◆ **Available data**:
---+---

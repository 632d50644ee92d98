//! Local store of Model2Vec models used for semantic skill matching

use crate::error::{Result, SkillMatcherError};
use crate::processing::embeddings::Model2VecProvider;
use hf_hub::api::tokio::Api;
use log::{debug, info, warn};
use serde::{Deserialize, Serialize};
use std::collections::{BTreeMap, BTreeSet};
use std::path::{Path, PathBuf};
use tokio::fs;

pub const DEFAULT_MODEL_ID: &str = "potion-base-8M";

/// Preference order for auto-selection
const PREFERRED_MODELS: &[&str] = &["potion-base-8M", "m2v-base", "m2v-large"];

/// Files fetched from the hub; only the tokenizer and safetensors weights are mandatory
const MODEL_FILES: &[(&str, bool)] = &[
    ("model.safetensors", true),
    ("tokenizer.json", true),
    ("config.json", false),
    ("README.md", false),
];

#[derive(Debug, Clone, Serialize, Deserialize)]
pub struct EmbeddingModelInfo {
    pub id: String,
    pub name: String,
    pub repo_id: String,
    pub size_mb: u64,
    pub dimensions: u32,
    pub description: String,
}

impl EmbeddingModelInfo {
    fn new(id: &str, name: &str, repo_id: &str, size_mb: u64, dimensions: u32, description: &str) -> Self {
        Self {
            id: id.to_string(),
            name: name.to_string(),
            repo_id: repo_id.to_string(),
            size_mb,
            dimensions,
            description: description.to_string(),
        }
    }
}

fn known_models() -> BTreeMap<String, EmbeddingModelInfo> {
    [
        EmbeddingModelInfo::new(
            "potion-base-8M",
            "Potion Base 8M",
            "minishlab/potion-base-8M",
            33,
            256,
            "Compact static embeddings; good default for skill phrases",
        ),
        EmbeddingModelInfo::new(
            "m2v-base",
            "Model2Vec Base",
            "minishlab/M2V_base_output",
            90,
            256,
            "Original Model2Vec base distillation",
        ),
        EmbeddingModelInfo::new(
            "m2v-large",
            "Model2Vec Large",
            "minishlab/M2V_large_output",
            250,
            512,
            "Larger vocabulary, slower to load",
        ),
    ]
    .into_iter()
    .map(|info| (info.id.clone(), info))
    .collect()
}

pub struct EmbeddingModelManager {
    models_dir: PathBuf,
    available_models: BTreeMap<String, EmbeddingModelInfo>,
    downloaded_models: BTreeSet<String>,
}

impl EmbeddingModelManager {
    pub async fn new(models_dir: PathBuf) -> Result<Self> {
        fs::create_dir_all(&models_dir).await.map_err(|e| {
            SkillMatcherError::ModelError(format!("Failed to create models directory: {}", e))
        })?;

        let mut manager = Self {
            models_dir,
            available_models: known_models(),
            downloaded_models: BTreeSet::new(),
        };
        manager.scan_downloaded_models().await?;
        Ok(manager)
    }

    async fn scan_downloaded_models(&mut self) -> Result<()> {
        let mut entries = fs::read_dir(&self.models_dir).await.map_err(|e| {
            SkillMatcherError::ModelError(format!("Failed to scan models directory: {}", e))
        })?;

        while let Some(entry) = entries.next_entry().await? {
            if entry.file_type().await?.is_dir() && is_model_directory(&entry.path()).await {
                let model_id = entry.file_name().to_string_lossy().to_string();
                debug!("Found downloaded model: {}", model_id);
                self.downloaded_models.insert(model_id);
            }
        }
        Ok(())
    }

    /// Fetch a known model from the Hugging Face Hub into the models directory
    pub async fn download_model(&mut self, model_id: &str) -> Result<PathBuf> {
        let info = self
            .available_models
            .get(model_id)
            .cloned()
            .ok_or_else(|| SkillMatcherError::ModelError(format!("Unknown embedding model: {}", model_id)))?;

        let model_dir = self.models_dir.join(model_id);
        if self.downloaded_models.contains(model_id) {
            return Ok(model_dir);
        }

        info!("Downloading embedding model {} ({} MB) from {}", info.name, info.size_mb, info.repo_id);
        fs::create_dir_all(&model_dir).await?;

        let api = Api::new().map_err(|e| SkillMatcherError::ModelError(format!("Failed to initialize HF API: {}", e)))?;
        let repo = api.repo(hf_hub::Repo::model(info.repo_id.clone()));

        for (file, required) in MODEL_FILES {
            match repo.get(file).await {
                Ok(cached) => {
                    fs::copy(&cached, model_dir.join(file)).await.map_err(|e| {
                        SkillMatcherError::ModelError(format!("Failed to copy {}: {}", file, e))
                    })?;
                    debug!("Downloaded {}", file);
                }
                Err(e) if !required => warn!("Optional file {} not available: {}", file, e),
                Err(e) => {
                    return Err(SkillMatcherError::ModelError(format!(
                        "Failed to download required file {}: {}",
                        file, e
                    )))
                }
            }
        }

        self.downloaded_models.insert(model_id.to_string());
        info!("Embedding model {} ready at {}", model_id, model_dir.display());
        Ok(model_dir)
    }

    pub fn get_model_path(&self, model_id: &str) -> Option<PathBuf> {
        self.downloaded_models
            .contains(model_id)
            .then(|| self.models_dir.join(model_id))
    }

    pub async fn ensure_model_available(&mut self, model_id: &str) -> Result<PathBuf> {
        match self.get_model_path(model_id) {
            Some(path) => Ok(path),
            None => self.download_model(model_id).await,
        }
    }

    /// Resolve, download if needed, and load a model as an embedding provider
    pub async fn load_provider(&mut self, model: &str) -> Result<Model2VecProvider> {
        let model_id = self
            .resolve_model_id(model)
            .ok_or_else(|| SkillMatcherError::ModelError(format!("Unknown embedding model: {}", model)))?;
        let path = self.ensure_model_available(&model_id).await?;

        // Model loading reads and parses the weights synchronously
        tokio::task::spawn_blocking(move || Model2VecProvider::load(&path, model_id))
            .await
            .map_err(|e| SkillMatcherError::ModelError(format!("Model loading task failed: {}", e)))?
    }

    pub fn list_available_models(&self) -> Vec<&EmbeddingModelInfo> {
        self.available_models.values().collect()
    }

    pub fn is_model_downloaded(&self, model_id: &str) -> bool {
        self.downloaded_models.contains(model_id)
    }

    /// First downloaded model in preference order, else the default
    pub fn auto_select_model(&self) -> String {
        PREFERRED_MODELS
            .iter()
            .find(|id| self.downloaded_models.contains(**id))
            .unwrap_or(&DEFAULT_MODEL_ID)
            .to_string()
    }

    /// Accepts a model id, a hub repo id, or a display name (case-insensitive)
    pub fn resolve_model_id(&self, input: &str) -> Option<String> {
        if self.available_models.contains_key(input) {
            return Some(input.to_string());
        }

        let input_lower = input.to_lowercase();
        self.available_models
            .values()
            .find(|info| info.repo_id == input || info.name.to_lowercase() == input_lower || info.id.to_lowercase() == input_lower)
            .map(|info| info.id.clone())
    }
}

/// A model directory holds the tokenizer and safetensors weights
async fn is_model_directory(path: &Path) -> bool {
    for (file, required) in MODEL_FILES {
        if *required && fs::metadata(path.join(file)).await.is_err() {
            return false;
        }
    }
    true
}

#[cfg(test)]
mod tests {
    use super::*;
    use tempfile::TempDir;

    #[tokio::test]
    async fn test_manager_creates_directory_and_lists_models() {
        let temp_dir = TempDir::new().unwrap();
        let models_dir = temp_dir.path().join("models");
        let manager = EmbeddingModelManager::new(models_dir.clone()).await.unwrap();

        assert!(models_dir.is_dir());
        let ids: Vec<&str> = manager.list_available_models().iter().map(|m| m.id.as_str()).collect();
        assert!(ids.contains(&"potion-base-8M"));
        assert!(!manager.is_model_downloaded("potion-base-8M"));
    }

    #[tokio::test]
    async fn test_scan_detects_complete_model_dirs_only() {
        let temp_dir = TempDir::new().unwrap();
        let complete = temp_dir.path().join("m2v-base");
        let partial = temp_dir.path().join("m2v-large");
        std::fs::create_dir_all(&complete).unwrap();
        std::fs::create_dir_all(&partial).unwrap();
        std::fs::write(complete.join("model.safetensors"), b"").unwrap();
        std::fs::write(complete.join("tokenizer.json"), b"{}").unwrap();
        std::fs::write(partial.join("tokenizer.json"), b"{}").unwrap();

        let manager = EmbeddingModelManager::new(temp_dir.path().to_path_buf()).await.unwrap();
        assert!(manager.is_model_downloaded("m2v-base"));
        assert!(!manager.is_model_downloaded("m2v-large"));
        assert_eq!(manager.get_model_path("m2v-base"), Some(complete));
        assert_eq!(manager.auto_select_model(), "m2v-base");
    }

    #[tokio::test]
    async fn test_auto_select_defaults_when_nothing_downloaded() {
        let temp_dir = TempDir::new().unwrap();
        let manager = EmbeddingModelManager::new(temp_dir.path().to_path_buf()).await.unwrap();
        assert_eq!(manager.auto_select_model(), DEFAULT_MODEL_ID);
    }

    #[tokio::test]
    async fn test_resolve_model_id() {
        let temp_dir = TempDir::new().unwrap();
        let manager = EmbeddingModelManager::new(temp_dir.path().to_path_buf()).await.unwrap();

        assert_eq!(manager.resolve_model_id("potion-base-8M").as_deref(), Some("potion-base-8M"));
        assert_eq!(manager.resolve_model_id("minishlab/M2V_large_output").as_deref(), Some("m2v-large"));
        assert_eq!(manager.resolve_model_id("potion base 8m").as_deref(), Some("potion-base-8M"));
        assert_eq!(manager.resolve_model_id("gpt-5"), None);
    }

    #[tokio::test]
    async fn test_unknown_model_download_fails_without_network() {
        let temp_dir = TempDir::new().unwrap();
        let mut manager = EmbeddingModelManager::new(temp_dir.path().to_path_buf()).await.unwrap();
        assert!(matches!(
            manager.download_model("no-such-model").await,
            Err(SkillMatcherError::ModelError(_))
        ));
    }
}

---+---

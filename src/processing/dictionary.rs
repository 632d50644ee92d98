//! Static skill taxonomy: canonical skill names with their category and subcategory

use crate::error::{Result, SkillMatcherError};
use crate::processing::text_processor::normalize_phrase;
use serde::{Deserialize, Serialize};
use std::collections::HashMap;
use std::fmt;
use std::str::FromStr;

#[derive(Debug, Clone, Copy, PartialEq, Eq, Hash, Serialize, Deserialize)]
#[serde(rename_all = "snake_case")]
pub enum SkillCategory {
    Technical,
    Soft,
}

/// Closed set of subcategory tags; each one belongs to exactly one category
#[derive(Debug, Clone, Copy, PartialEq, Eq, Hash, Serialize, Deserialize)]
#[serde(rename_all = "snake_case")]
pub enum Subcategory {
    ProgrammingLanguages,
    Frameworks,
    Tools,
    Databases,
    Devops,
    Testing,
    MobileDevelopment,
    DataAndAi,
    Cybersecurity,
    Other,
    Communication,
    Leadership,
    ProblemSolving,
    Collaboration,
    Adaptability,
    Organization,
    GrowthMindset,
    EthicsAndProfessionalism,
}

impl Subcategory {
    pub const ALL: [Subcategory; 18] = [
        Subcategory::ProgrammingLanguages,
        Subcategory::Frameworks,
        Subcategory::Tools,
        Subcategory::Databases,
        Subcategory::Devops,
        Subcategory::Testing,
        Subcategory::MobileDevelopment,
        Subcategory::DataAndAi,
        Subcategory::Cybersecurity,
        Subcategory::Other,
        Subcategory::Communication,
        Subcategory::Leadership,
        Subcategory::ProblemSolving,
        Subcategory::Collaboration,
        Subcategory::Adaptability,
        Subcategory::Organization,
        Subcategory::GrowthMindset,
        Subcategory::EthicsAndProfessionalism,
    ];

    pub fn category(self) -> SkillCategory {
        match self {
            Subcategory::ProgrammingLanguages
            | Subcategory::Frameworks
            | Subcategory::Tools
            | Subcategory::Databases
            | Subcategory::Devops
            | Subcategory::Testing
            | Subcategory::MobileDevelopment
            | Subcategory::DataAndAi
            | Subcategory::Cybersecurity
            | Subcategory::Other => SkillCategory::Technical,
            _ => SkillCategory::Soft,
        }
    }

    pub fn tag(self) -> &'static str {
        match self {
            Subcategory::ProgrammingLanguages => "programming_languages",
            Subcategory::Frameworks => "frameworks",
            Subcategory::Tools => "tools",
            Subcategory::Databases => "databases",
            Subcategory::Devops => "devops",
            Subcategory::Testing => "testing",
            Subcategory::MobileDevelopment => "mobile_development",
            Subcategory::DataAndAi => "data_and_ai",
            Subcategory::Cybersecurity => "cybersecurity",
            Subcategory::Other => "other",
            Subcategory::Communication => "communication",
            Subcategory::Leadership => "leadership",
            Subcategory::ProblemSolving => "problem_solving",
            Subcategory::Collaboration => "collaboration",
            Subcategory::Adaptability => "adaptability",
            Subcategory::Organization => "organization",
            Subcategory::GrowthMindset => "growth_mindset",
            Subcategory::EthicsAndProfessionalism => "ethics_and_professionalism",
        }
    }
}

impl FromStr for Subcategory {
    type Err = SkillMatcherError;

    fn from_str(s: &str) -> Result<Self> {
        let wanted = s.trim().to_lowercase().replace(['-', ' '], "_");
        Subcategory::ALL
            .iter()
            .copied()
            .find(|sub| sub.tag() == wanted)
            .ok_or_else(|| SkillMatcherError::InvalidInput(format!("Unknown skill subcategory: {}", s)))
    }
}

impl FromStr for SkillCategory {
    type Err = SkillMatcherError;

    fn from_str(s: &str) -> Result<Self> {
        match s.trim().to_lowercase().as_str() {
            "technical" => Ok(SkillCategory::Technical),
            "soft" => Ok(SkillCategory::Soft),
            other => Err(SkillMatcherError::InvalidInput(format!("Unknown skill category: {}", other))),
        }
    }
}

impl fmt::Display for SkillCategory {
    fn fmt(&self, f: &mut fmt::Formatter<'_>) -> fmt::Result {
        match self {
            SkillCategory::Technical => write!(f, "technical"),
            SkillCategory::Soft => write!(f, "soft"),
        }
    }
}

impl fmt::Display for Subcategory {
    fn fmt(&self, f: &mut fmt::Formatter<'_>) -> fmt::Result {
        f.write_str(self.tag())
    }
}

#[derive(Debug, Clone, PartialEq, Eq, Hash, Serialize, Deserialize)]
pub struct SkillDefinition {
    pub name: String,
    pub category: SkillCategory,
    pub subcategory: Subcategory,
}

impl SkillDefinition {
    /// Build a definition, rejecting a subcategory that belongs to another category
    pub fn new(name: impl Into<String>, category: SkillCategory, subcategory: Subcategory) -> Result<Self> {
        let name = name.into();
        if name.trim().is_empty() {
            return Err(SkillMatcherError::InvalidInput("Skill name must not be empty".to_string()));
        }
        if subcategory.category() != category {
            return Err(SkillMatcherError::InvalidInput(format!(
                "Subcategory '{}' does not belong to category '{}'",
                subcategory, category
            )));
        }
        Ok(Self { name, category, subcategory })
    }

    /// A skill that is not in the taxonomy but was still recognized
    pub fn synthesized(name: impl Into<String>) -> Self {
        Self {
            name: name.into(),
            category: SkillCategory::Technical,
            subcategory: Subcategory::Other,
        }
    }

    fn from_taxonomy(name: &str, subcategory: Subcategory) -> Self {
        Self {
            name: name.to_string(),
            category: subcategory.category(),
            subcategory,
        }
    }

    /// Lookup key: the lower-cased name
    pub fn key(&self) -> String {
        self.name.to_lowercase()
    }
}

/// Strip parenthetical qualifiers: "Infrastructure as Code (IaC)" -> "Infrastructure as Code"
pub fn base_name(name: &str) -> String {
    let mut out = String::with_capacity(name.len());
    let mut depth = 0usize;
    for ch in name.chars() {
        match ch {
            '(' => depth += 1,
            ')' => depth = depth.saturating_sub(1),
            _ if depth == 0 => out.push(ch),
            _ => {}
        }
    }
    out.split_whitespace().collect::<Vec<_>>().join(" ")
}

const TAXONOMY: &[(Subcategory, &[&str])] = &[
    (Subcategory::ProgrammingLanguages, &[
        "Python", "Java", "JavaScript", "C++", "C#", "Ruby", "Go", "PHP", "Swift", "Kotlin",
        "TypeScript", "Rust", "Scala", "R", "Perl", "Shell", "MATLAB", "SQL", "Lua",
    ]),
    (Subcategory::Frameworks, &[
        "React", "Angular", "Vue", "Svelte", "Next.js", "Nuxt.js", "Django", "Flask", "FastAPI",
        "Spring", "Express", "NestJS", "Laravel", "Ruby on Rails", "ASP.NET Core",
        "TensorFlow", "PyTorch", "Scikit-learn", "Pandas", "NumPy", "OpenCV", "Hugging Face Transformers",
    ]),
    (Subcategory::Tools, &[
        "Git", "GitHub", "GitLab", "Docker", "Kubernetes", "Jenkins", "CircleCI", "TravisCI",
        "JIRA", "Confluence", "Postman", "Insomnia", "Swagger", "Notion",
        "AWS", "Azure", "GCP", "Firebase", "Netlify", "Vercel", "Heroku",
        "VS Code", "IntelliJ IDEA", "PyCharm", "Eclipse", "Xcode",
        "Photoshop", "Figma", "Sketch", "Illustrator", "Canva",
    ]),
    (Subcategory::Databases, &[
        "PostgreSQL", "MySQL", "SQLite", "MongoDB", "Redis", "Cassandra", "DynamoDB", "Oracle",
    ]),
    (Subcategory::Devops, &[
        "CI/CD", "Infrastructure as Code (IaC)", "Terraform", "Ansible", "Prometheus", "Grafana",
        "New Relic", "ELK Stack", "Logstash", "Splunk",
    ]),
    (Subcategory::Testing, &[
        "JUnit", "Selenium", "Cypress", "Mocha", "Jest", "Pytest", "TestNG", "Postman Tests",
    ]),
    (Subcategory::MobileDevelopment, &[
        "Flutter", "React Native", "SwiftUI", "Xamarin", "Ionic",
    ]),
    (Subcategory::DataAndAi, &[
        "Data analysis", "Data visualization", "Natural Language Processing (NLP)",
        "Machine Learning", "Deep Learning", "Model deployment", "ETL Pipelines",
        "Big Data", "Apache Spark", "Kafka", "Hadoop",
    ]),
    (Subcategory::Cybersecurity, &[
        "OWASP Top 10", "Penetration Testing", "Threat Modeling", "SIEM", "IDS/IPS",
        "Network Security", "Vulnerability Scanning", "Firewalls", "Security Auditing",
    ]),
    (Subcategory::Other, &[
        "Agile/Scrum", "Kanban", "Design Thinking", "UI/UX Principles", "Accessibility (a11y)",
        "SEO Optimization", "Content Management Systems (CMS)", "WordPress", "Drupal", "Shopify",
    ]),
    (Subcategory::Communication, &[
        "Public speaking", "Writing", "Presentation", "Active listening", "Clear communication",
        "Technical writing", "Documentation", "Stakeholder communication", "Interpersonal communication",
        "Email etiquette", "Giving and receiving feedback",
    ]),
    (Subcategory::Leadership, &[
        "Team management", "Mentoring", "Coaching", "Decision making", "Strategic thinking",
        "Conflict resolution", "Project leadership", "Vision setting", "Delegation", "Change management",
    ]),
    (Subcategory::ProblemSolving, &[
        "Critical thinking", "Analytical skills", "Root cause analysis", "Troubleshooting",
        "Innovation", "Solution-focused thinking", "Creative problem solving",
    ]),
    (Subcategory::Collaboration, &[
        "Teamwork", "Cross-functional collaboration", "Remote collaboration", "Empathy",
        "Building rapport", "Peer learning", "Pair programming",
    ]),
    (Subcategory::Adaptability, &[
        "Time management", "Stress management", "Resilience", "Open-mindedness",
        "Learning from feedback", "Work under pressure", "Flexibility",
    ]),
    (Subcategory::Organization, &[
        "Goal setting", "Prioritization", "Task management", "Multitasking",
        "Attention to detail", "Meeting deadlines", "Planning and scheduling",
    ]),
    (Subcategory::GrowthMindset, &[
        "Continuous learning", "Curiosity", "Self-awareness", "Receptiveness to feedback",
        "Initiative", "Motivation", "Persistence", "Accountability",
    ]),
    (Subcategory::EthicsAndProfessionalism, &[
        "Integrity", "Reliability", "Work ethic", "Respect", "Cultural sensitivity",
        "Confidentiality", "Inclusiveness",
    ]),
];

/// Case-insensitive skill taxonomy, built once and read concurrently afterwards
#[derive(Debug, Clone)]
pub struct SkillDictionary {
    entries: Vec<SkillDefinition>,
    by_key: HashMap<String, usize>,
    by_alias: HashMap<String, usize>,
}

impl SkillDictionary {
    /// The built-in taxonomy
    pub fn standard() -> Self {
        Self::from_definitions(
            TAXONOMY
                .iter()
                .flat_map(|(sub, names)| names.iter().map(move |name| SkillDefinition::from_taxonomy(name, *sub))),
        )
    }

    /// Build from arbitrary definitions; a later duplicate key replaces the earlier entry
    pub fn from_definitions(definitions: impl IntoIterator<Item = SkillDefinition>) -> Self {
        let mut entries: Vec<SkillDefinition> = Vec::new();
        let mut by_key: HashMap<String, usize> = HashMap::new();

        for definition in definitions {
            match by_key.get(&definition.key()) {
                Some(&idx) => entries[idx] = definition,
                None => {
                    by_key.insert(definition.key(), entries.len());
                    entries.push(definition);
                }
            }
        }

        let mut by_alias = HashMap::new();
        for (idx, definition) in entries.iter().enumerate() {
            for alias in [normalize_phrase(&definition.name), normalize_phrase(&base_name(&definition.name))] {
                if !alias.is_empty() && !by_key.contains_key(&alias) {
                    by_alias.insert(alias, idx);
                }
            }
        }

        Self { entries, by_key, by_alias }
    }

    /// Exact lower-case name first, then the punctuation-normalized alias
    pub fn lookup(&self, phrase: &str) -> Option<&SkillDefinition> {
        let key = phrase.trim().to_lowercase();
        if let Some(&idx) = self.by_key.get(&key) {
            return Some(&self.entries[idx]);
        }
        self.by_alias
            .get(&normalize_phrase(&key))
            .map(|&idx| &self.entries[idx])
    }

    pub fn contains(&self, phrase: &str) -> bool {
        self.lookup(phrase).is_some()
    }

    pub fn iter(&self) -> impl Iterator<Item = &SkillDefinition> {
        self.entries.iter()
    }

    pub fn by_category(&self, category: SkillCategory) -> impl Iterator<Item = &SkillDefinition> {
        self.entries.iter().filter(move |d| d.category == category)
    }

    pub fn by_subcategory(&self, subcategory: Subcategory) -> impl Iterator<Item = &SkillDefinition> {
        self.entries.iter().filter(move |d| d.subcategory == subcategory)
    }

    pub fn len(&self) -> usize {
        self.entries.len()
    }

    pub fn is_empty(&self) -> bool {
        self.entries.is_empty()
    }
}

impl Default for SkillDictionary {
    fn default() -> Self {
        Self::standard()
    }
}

---+---

From the records above, copy only the lines starting with the line that holds "pub fn from_definitions(definitions: impl" and going on through the line that holds "pub fn lookup(&self, phrase: &str)", exactly as written.

◆ **Answer area**:
    pub fn from_definitions(definitions: impl IntoIterator<Item = SkillDefinition>) -> Self {
        let mut entries: Vec<SkillDefinition> = Vec::new();
        let mut by_key: HashMap<String, usize> = HashMap::new();

        for definition in definitions {
            match by_key.get(&definition.key()) {
                Some(&idx) => entries[idx] = definition,
                None => {
                    by_key.insert(definition.key(), entries.len());
                    entries.push(definition);
                }
            }
        }

        let mut by_alias = HashMap::new();
        for (idx, definition) in entries.iter().enumerate() {
            for alias in [normalize_phrase(&definition.name), normalize_phrase(&base_name(&definition.name))] {
                if !alias.is_empty() && !by_key.contains_key(&alias) {
                    by_alias.insert(alias, idx);
                }
            }
        }

        Self { entries, by_key, by_alias }
    }

    /// Exact lower-case name first, then the punctuation-normalized alias
    pub fn lookup(&self, phrase: &str) -> Option<&SkillDefinition> {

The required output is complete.